This is a common situation I've run into before with time counts in embedded systems. I would never compare beforerollover < afterrollover directly, for instance. I would always perform the subtraction to find the duration that takes rollover into account, and then base any other calculations on the duration.
Environment.TickCount seems to be much faster then the other solutions:
Environment.TickCount 71
DateTime.UtcNow.Ticks 213
sw.ElapsedMilliseconds 1273
The measurements were generated by the following code:
static void Main( string[] args ) {
const int max = 10000000;
//
//
for ( int j = 0; j < 3; j++ ) {
var sw = new Stopwatch();
sw.Start();
for ( int i = 0; i < max; i++ ) {
var a = Environment.TickCount;
}
sw.Stop();
Console.WriteLine( $"Environment.TickCount {sw.ElapsedMilliseconds}" );
//
//
sw = new Stopwatch();
sw.Start();
for ( int i = 0; i < max; i++ ) {
var a = DateTime.UtcNow.Ticks;
}
sw.Stop();
Console.WriteLine( $"DateTime.UtcNow.Ticks {sw.ElapsedMilliseconds}" );
//
//
sw = new Stopwatch();
sw.Start();
for ( int i = 0; i < max; i++ ) {
var a = sw.ElapsedMilliseconds;
}
sw.Stop();
Console.WriteLine( $"sw.ElapsedMilliseconds {sw.ElapsedMilliseconds}" );
}
Console.WriteLine( "Done" );
Console.ReadKey();
}
Here is kind of an updated&refreshed summary of what may be the most useful answers & comments in this thread + extra benchmarks and variants:
First thing first: As others have pointed out in comments, things have changed the last years and with "modern" Windows (Win XP ++) and .NET, and modern hardware there are no or little reasons not to use Stopwatch().

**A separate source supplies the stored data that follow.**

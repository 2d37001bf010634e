//! 可观测性：进程日志（tracing）与结构化追踪事件（TraceRecorder）

pub mod recorder;
pub mod trace;

pub use recorder::{TraceRecorder, TraceSink};
pub use trace::{TraceEvent, TraceEventKind};

use tracing_subscriber::{fmt, prelude::*, EnvFilter};

/// 初始化日志：默认 info，可通过 RUST_LOG 覆盖；重复调用时忽略
pub fn init() {
    let filter = EnvFilter::try_from_default_env().unwrap_or_else(|_| EnvFilter::new("info"));
    let _ = tracing_subscriber::registry()
        .with(filter)
        .with(fmt::layer())
        .try_init();
}

#[cfg(test)]
mod tests {
    #[test]
    fn test_init_is_idempotent() {
        super::init();
        super::init();
        tracing::info!("logging initialised");
    }
}
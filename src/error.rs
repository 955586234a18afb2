//! Error types for the circuit breaker library.

use std::error::Error;
use std::fmt::{self, Display, Formatter};

/// Result type for configuration construction.
pub type ConfigResult<T> = Result<T, ConfigError>;

/// Error raised when a [`Config`](crate::Config) fails validation.
///
/// This is the only error the core can produce, and it is raised
/// synchronously at build time. Every other operation in the library is
/// total: missing buckets read as zero, the error percentage of zero
/// requests is zero, and no failure path exists during normal operation.
#[derive(Debug, Clone, PartialEq, Eq)]
pub enum ConfigError {
    /// The bucket size is zero; the window cannot be divided into
    /// zero-length buckets.
    BucketSizeZero,

    /// The bucket size is not strictly smaller than the window size.
    BucketExceedsWindow {
        /// Configured bucket size in seconds.
        bucket_size_in_seconds: u64,
        /// Configured window size in seconds.
        window_size_in_seconds: u64,
    },

    /// The window size is not evenly divisible by the bucket size.
    WindowNotDivisible {
        /// Configured bucket size in seconds.
        bucket_size_in_seconds: u64,
        /// Configured window size in seconds.
        window_size_in_seconds: u64,
    },
}

impl Display for ConfigError {
    fn fmt(&self, f: &mut Formatter<'_>) -> fmt::Result {
        match self {
            ConfigError::BucketSizeZero => {
                write!(f, "bucket_size_in_seconds must be greater than zero")
            }
            ConfigError::BucketExceedsWindow {
                bucket_size_in_seconds,
                window_size_in_seconds,
            } => write!(
                f,
                "bucket_size_in_seconds ({}) must be strictly smaller than window_size_in_seconds ({})",
                bucket_size_in_seconds, window_size_in_seconds
            ),
            ConfigError::WindowNotDivisible {
                bucket_size_in_seconds,
                window_size_in_seconds,
            } => write!(
                f,
                "window_size_in_seconds ({}) must be evenly divisible by bucket_size_in_seconds ({})",
                window_size_in_seconds, bucket_size_in_seconds
            ),
        }
    }
}

impl Error for ConfigError {}
//! Clock abstraction for the sliding window and sleep-window timing.

use std::sync::atomic::{AtomicU64, Ordering};
use std::time::{SystemTime, UNIX_EPOCH};

/// Source of the current time, in whole seconds since the Unix epoch.
///
/// The breaker and its rolling metrics never read a global clock directly;
/// they ask an injected `Clock` instead, so tests can drive time forward
/// deterministically with a [`ManualClock`] rather than sleeping.
pub trait Clock: Send + Sync + 'static {
    /// Current time in seconds since the Unix epoch.
    fn now(&self) -> u64;
}

/// The real wall clock. Default for production use.
#[derive(Debug, Default, Clone, Copy)]
pub struct SystemClock;

impl Clock for SystemClock {
    fn now(&self) -> u64 {
        SystemTime::now()
            .duration_since(UNIX_EPOCH)
            .unwrap_or_default()
            .as_secs()
    }
}

/// A clock controlled by hand, for deterministic tests.
///
/// Starts at an arbitrary caller-chosen time and only moves when told to.
#[derive(Debug)]
pub struct ManualClock {
    now: AtomicU64,
}

impl ManualClock {
    /// Creates a manual clock frozen at `now` seconds since the epoch.
    pub fn new(now: u64) -> Self {
        Self {
            now: AtomicU64::new(now),
        }
    }

    /// Advances the clock by `seconds`.
    pub fn advance(&self, seconds: u64) {
        self.now.fetch_add(seconds, Ordering::SeqCst);
    }

    /// Jumps the clock to an absolute time.
    pub fn set(&self, now: u64) {
        self.now.store(now, Ordering::SeqCst);
    }
}

impl Clock for ManualClock {
    fn now(&self) -> u64 {
        self.now.load(Ordering::SeqCst)
    }
}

See MSDN for details. Quotations:
"Is QPC accuracy affected by processor frequency changes caused by power management or Turbo Boost technology?
No. If the processor has an invariant TSC, the QPC is not affected by these sort of changes. If the processor doesn't have an invariant TSC, QPC will revert to a platform hardware timer that won't be affected by processor frequency changes or Turbo Boost technology.
Does QPC reliably work on multi-processor systems, multi-core system, and systems with hyper-threading?
Yes
How do I determine and validate that QPC works on my machine?
You don't need to perform such checks.
Which processors have non-invariant TSCs?
[..Read further..]
"
But if you don't need the precision of Stopwatch() or at least want to know exactly about the performance of Stopwatch (static vs. instance-based) and other possible variants, continue reading:
I took over the benchmark above from cskwg, and extended the code for more variants. I have measured with a some years old i7 4700 MQ and C# 7 with VS 2017 (to be more precise, compiled with .NET 4.5.2, despite binary literals, it is C# 6 (used of this: string literals and 'using static'). Especially the Stopwatch() performance seems to be improved compared to the mentioned benchmark.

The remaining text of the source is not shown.